If a line in the entries below includes the string "format", copy it out.

━━━ Given records ━━━

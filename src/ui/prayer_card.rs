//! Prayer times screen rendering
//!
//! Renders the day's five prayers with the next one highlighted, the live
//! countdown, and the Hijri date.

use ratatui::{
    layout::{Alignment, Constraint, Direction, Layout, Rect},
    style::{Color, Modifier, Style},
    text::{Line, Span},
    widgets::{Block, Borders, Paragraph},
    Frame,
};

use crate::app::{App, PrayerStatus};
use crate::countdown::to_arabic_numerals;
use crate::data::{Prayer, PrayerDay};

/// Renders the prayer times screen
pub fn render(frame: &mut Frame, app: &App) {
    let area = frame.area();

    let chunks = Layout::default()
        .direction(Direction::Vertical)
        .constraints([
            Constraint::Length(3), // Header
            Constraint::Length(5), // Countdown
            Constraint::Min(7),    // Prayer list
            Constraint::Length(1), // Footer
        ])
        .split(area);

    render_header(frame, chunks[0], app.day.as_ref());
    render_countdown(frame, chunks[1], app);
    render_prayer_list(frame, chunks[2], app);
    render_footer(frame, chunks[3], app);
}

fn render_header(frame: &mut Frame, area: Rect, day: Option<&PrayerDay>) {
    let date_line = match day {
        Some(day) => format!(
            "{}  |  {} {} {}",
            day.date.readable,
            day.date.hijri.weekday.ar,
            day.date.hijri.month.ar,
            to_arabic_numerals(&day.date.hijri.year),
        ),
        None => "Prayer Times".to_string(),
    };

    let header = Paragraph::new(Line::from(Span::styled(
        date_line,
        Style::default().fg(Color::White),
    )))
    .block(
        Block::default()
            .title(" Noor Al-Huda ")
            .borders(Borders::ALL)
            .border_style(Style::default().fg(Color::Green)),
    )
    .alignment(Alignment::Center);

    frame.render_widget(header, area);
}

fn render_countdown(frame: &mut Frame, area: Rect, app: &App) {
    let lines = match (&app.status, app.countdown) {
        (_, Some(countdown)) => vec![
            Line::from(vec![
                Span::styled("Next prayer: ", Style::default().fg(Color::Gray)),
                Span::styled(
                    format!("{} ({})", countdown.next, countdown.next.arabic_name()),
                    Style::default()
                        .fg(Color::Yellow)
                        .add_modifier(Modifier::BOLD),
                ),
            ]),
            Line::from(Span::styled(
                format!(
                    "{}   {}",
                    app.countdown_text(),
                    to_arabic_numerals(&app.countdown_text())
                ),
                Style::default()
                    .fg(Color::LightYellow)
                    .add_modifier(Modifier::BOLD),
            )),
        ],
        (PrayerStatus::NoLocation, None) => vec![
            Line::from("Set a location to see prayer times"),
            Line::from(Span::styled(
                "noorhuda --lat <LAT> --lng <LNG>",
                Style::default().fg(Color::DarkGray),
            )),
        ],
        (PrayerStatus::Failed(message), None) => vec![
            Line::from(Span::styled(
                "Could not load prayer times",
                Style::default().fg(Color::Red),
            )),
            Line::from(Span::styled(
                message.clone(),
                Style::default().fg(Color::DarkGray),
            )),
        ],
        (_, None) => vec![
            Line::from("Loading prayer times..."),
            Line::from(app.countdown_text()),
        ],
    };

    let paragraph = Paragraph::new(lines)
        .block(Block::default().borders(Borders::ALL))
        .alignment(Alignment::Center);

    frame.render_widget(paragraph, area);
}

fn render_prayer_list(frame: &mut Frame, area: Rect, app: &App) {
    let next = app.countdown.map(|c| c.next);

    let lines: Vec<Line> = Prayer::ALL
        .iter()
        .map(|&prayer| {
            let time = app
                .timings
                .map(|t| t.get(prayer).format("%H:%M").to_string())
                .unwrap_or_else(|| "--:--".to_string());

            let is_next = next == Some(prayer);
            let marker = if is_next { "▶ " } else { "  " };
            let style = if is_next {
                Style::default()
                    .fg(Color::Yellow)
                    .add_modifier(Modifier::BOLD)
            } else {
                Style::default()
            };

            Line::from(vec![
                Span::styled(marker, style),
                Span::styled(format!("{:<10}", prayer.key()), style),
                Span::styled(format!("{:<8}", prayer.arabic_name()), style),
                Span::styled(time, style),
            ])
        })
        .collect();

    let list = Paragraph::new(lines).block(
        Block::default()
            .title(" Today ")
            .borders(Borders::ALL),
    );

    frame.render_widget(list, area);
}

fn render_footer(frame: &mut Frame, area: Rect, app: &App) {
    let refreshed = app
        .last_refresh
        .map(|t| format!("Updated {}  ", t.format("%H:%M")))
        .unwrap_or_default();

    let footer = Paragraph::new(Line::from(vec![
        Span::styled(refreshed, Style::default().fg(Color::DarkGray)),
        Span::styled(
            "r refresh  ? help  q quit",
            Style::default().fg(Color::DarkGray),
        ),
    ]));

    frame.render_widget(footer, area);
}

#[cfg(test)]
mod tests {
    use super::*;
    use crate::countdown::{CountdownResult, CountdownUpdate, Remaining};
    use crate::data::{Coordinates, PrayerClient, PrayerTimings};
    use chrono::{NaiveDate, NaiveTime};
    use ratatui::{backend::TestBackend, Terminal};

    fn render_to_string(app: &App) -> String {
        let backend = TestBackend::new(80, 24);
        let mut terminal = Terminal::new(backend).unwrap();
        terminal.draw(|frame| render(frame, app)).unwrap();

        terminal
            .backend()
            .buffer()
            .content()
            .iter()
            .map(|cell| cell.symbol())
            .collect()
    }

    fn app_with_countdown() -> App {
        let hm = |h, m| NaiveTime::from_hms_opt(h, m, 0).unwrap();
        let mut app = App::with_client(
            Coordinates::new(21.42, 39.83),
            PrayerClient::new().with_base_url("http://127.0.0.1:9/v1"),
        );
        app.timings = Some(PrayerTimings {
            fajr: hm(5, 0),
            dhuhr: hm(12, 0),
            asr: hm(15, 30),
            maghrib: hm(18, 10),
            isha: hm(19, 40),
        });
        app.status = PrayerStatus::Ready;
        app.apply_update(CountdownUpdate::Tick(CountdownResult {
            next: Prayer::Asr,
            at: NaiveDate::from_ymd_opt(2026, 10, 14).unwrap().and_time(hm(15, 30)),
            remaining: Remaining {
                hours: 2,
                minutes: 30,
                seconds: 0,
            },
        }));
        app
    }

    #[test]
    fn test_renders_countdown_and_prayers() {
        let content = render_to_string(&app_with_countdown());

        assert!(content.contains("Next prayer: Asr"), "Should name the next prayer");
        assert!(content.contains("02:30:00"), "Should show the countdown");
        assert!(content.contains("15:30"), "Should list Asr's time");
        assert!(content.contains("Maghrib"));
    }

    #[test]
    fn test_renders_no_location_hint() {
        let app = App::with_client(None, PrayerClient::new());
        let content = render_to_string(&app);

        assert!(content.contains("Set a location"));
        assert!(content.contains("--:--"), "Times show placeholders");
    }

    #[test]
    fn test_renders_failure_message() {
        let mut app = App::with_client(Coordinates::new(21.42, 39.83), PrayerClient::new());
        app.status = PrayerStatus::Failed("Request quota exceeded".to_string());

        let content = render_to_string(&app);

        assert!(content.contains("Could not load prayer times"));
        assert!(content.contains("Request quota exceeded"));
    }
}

━━━

• Answer to this task
        Some(day) => format!(
                    format!("{} ({})", countdown.next, countdown.next.arabic_name()),
                format!(
                .map(|t| t.get(prayer).format("%H:%M").to_string())
                Span::styled(format!("{:<10}", prayer.key()), style),
                Span::styled(format!("{:<8}", prayer.arabic_name()), style),
        .map(|t| format!("Updated {}  ", t.format("%H:%M")))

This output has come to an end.